In our last tutorial, we showed how to use Dreambooth Stable Diffusion to create a replicable baseline concept model to better synthesize either an object or style corresponding to the subject of the inputted images, effectively fine-tuning the model. Other attempts to fine-tune Stable Diffusion involved porting the model to use other techniques, like Guided Diffusion with glid-3-XL-stable. While effective, this strategy is prohibitively computationally expensive to run for most people without access to powerful Datacenter GPUs. Dreambooth’s robust strategy requires only 16 GB of GPU RAM to run, a significant decrease from these other techniques. This gives a far wider range of users a much more affordable and accessible entrypoint for joining in on the rapidly expanding community of Stable Diffusion users.
The other popular method for achieving a similar result that we can try is Textual Inversion. It is similarly expensive in terms of computation, so it represents a great additional option for tuning the model. This is a bit of a misnomer however, as the diffusion model itself isn’t itself tuned. Rather, Textual inversion “learns to generate specific concepts, like personal objects or artistic styles, by describing them using new “words” in the embedding space of pre-trained text-to-image models. These can be used in new sentences, just like any other word.” [Source] In practice, this gives us the other end of control over the stable diffusion generation process: greater control over the text inputs. When combined with the concepts we trained with Dreambooth, we can begin to really influence our inference process.

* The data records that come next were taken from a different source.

//! Accessor registry.
//!
//! Maps each codec type to the single [`RecordAccessor`] serving it.
//! Accessors are built on first use by a factory registered up front and
//! cached for the lifetime of the database.

use std::any::{type_name, Any, TypeId};
use std::collections::HashMap;
use std::sync::{Arc, Mutex, MutexGuard, PoisonError};

use crate::error::ConfigurationError;
use crate::storage::accessor::{RecordAccessor, RecordCodec};

type Instance = Arc<dyn Any + Send + Sync>;
type Factory = Arc<dyn Fn() -> anyhow::Result<Instance> + Send + Sync>;

/// Registry of accessor factories and constructed accessors.
#[derive(Default)]
pub struct AccessorRegistry {
    factories: Mutex<HashMap<TypeId, Factory>>,
    /// Constructed accessors, never evicted.
    cache: Mutex<HashMap<TypeId, Instance>>,
}

impl AccessorRegistry {
    /// Create a new empty registry.
    pub fn new() -> Self {
        Self::default()
    }

    /// Register the factory building the accessor for codec `C`.
    ///
    /// Replaces an earlier factory for the same codec; an accessor that was
    /// already constructed stays cached.
    pub fn register<C, F>(&self, factory: F)
    where
        C: RecordCodec,
        F: Fn() -> anyhow::Result<RecordAccessor<C>> + Send + Sync + 'static,
    {
        let erased: Factory =
            Arc::new(move || -> anyhow::Result<Instance> { Ok(Arc::new(factory()?)) });
        lock(&self.factories).insert(TypeId::of::<C>(), erased);
    }

    /// Get the accessor for codec `C`, constructing it on first use.
    ///
    /// Two threads racing on the first lookup may both run the factory; the
    /// first instance stored wins and both receive it.
    pub fn resolve<C: RecordCodec>(&self) -> Result<Arc<RecordAccessor<C>>, ConfigurationError> {
        let key = TypeId::of::<C>();
        let entity = type_name::<C>();

        let cached = lock(&self.cache).get(&key).cloned();
        if let Some(instance) = cached {
            return downcast(instance, entity);
        }

        let factory = lock(&self.factories)
            .get(&key)
            .cloned()
            .ok_or(ConfigurationError::MissingFactory { entity })?;

        // Built outside the lock: factories may resolve other accessors.
        let built =
            factory().map_err(|source| ConfigurationError::Construction { entity, source })?;

        let instance = lock(&self.cache).entry(key).or_insert(built).clone();
        tracing::debug!(entity, "Accessor constructed");
        downcast(instance, entity)
    }

    /// Whether a factory exists for codec `C`.
    pub fn is_registered<C: RecordCodec>(&self) -> bool {
        lock(&self.factories).contains_key(&TypeId::of::<C>())
    }

    /// Number of accessors constructed so far.
    pub fn cached_len(&self) -> usize {
        lock(&self.cache).len()
    }
}

impl std::fmt::Debug for AccessorRegistry {
    fn fmt(&self, f: &mut std::fmt::Formatter<'_>) -> std::fmt::Result {
        f.debug_struct("AccessorRegistry")
            .field("factories", &lock(&self.factories).len())
            .field("cached", &self.cached_len())
            .finish()
    }
}

fn downcast<C: RecordCodec>(
    instance: Instance,
    entity: &'static str,
) -> Result<Arc<RecordAccessor<C>>, ConfigurationError> {
    instance
        .downcast::<RecordAccessor<C>>()
        .map_err(|_| ConfigurationError::TypeMismatch { entity })
}

fn lock<T>(mutex: &Mutex<T>) -> MutexGuard<'_, T> {
    mutex.lock().unwrap_or_else(PoisonError::into_inner)
}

In this tutorial, we will show how to train Textual Inversion on a pre-made set of images from the same data source we used for Dreambooth. Once we have walked through the code, we will demonstrate how to combine our new embedding with our Dreambooth concept in the Stable Diffusion Web UI launched from a Jupyter Notebook.

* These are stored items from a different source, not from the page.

//! Split command implementation.

use anyhow::{Context, Result};
use runnel::parse_script;
use serde::Serialize;
use std::fs::File;
use std::path::Path;

use crate::OutputFormat;

#[derive(Serialize)]
struct SplitOutput {
    file: String,
    statements: Vec<String>,
    total: usize,
}

/// Print the statements `file` splits into.
pub fn run(file: &Path, format: OutputFormat) -> Result<()> {
    let reader = File::open(file).with_context(|| format!("failed to open {}", file.display()))?;
    let statements =
        parse_script(reader).with_context(|| format!("failed to parse {}", file.display()))?;

    let output = SplitOutput {
        file: file.display().to_string(),
        total: statements.len(),
        statements,
    };

    match format {
        OutputFormat::Text => {
            for (index, statement) in output.statements.iter().enumerate() {
                println!("-- [{}]", index + 1);
                println!("{statement};");
            }
            println!();
            println!("Total: {} statement(s)", output.total);
        }
        OutputFormat::Json => {
            println!("{}", serde_json::to_string_pretty(&output)?);
        }
    }

    Ok(())
}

Once we are in our Notebook, we can scroll to the first code cell to begin the necessary installs for this Notebook. We will also create a directory to hold our input files for training. In the next cell, we import these packages and define a useful helper function for displaying our images later on.
Now that we have set up the work space, we need to load in our models.
To access the models, we can clone the repository directly from HuggingFace. Use the following code in the terminal to clone the repo:
apt-get install git-lfs && git-lfs clone https://huggingface.co/stable-diffusion-v1-5/stable-diffusion-v1-5
As mentioned earlier, textual inversion involves training the Stable Diffusion model to better recreate a set of image’s distinct features when generating from the same model by functionally creating a brand new word token for the model to ascribe these features to. Primarily then, we need to source data that represents the concept we want to embody.
For this demonstration, we are going to use images of a plastic toy Groot from the Guardians of the Galaxy films. We have provided sample code to make accessing these images easy.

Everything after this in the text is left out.